これは、19世紀に始まる農薬使用による農業の近代化に対する見直しの作業であり、もう少し言えば、短期間での収量増加を目指す短期的な合理性に対して、もっと長いサイクル、土壌や野菜やそれを食す人間の健康までを視野に入れた広い範囲で農業を考える、長期的な合理性を対置する試みだ。複雑に絡み合う存在者たちの諸関係を広く視野に収めるという意味では、まさにエコロジカル(生態論的)な発想である。


さて、驚くべきは書名にも示された「腐敗実験」の結果だ。著者は、自然の植物が枯れ朽ちてゆくのに、なぜ畑で採れる野菜は腐って溶けてしまうのかという疑問から、さまざまな育て方をした野菜を腐敗させる実験を試みている。
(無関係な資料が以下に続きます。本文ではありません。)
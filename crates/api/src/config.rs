//! Application configuration loaded from environment variables.

use orchestrator::{CheckoutConfig, UploadPolicy, WriterConfig};

/// Server configuration with sensible defaults.
///
/// Reads from environment variables:
/// - `HOST` — bind address (default: `"0.0.0.0"`)
/// - `PORT` — listen port (default: `3000`)
/// - `RUST_LOG` — tracing filter directive (default: `"info"`)
/// - `DATABASE_URL` — Postgres URL; the in-memory store is used when unset
/// - `SKU_MAX_ATTEMPTS` — variant SKU suffix attempts, `0` for unbounded (default: `1000`)
/// - `MAX_UPLOAD_BYTES` — per-image upload limit (default: 5 MiB)
/// - `ALLOWED_IMAGE_TYPES` — comma-separated MIME types
/// - `TAX_RATE_BPS` — tax rate in basis points (default: `0`)
/// - `BLOB_BASE_URL` — prefix of uploaded blob URLs (default: `"memory://blobs"`)
#[derive(Debug, Clone)]
pub struct Config {
    pub host: String,
    pub port: u16,
    pub log_level: String,
    pub database_url: Option<String>,
    pub sku_max_attempts: u32,
    pub max_upload_bytes: usize,
    pub allowed_image_types: Vec<String>,
    pub tax_rate_bps: u32,
    pub blob_base_url: String,
}

impl Config {
    /// Loads configuration from environment variables, falling back to defaults.
    pub fn from_env() -> Self {
        Self::from_lookup(|key| std::env::var(key).ok())
    }

    /// Loads configuration from an arbitrary key lookup.
    pub fn from_lookup(lookup: impl Fn(&str) -> Option<String>) -> Self {
        let defaults = Self::default();
        Self {
            host: lookup("HOST").unwrap_or(defaults.host),
            port: parse(lookup("PORT")).unwrap_or(defaults.port),
            log_level: lookup("RUST_LOG").unwrap_or(defaults.log_level),
            database_url: lookup("DATABASE_URL").filter(|url| !url.trim().is_empty()),
            sku_max_attempts: parse(lookup("SKU_MAX_ATTEMPTS"))
                .unwrap_or(defaults.sku_max_attempts),
            max_upload_bytes: parse(lookup("MAX_UPLOAD_BYTES"))
                .unwrap_or(defaults.max_upload_bytes),
            allowed_image_types: lookup("ALLOWED_IMAGE_TYPES")
                .map(|types| {
                    types
                        .split(',')
                        .map(str::trim)
                        .filter(|t| !t.is_empty())
                        .map(String::from)
                        .collect()
                })
                .unwrap_or(defaults.allowed_image_types),
            tax_rate_bps: parse(lookup("TAX_RATE_BPS")).unwrap_or(defaults.tax_rate_bps),
            blob_base_url: lookup("BLOB_BASE_URL").unwrap_or(defaults.blob_base_url),
        }
    }

    /// Returns the `"host:port"` bind address string.
    pub fn addr(&self) -> String {
        format!("{}:{}", self.host, self.port)
    }

    pub fn writer_config(&self) -> WriterConfig {
        WriterConfig {
            sku_max_attempts: WriterConfig::attempts_from_setting(self.sku_max_attempts),
            upload: UploadPolicy {
                allowed_content_types: self.allowed_image_types.clone(),
                max_bytes: self.max_upload_bytes,
            },
        }
    }

    pub fn checkout_config(&self) -> CheckoutConfig {
        CheckoutConfig {
            tax_rate_bps: self.tax_rate_bps,
        }
    }
}

fn parse<T: std::str::FromStr>(value: Option<String>) -> Option<T> {
    value.and_then(|v| v.trim().parse().ok())
}

impl Default for Config {
    fn default() -> Self {
        let upload = UploadPolicy::default();
        Self {
            host: "0.0.0.0".to_string(),
            port: 3000,
            log_level: "info".to_string(),
            database_url: None,
            sku_max_attempts: 1000,
            max_upload_bytes: upload.max_bytes,
            allowed_image_types: upload.allowed_content_types,
            tax_rate_bps: 0,
            blob_base_url: "memory://blobs".to_string(),
        }
    }
}

#[cfg(test)]
mod tests {
    use super::*;
    use std::collections::HashMap;

    fn lookup(pairs: &[(&str, &str)]) -> impl Fn(&str) -> Option<String> {
        let map: HashMap<String, String> = pairs
            .iter()
            .map(|(k, v)| (k.to_string(), v.to_string()))
            .collect();
        move |key: &str| map.get(key).cloned()
    }

    #[test]
    fn test_default_values() {
        let config = Config::default();
        assert_eq!(config.host, "0.0.0.0");
        assert_eq!(config.port, 3000);
        assert_eq!(config.log_level, "info");
        assert!(config.database_url.is_none());
        assert_eq!(config.writer_config(), WriterConfig::default());
    }

    #[test]
    fn test_addr_formatting() {
        let config = Config {
            host: "127.0.0.1".to_string(),
            port: 8080,
            ..Config::default()
        };
        assert_eq!(config.addr(), "127.0.0.1:8080");
    }

    #[test]
    fn test_lookup_overrides() {
        let config = Config::from_lookup(lookup(&[
            ("PORT", "8081"),
            ("SKU_MAX_ATTEMPTS", "0"),
            ("ALLOWED_IMAGE_TYPES", "image/png, image/avif,"),
            ("TAX_RATE_BPS", "750"),
            ("DATABASE_URL", "postgres://localhost/shop"),
        ]));

        assert_eq!(config.port, 8081);
        assert_eq!(config.writer_config().sku_max_attempts, None);
        assert_eq!(
            config.allowed_image_types,
            vec!["image/png".to_string(), "image/avif".to_string()]
        );
        assert_eq!(config.checkout_config().tax_rate_bps, 750);
        assert_eq!(
            config.database_url.as_deref(),
            Some("postgres://localhost/shop")
        );
    }

    #[test]
    fn test_unparseable_values_fall_back() {
        let config = Config::from_lookup(lookup(&[("PORT", "http"), ("DATABASE_URL", " ")]));
        assert_eq!(config.port, 3000);
        assert!(config.database_url.is_none());
    }
}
この着眼が面白い。というよりも、ぼんやりとしている私などは、言われてみるまで考えてみたこともなかった。


本書では、自然栽培した野菜、有機栽培した野菜、一般栽培した野菜の三種類をビンにつめて行った実験の様子が紹介されている。これらの野菜が時間が経つにつれて、どのように腐ってゆくかというわけだ。


結果はどうか。有機栽培のものから形が崩れて腐りはじめ、一般栽培のものがそれに続き、自然栽培の野菜は形をとどめたまま腐るというよりは発酵する傾向があるという。また、肥料の種類によって腐り方や腐敗臭も異なるという指摘も、シロウトには驚くべきものだ(本書を読みながら驚いてばかり)。


腐敗も発酵も、「微生物が有機物を分解する」プロセスだけれど、両者は人間に役立つかどうかで価値が異なっている。筆者は、自然栽培の野菜は発酵菌が好む環境なのではないかと推測しているが、これは説得的だと思う。


こうした考え方の中心には、自然に対する傾聴とでも言うべき向き合い方がある。それを著者は「自然尊重」「自然規範」「自然順応」という言葉で表している。要するに、人間は自然の中で生かされているという意識と共に、自然の摂理(規範)を学ぶ姿勢を持ち、環境に無理を強いて効率を優先するのではなく、自然に生じる出来事に順応しながら対応することである。


言えば当たり前のことのようでいて、実際にはけっして簡単なことでもないことは、ここしばらく取りざたされていた食品の安全を巡る騒動や、遺伝子組み換え食品に関する議論を思い出すだけでも分かるだろう。というより、日々スーパーマーケットやコンヴィニエンスストアで食品を手にするつど、感じることでもあるにちがいない。


とはいえ、それではどうしたらよいのかと思うと覚束ない。それを見越している著者は、いやいや、できるところからでいいんですよ、と実にざっくばらん。


思えば、私たちは自分の身体を使って、気長な実験をしているようなものだ。毎日のように大半はなにがどうなっているのかわけのわかっていないものを次々と口にしながら、身体を代謝させ、姿形を変化させている。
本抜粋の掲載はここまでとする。